Segment Start: Available data

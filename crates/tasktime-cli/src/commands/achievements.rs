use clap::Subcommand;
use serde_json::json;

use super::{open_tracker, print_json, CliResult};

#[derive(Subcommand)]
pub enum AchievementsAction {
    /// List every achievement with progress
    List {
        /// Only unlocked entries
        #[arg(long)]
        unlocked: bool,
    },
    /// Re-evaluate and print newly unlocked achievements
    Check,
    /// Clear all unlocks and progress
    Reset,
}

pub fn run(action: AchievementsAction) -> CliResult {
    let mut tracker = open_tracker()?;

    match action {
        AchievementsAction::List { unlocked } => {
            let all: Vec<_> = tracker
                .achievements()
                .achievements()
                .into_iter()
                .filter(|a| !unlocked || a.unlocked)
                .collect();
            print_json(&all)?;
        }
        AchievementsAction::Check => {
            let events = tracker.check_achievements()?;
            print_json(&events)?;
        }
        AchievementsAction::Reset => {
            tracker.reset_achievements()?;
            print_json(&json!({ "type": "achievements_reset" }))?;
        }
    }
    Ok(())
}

Segment End: Available data

**Assignment:** Check each line of the data above for the word "List" and say how many lines have it. Give the number alone.

**Expected output:** 3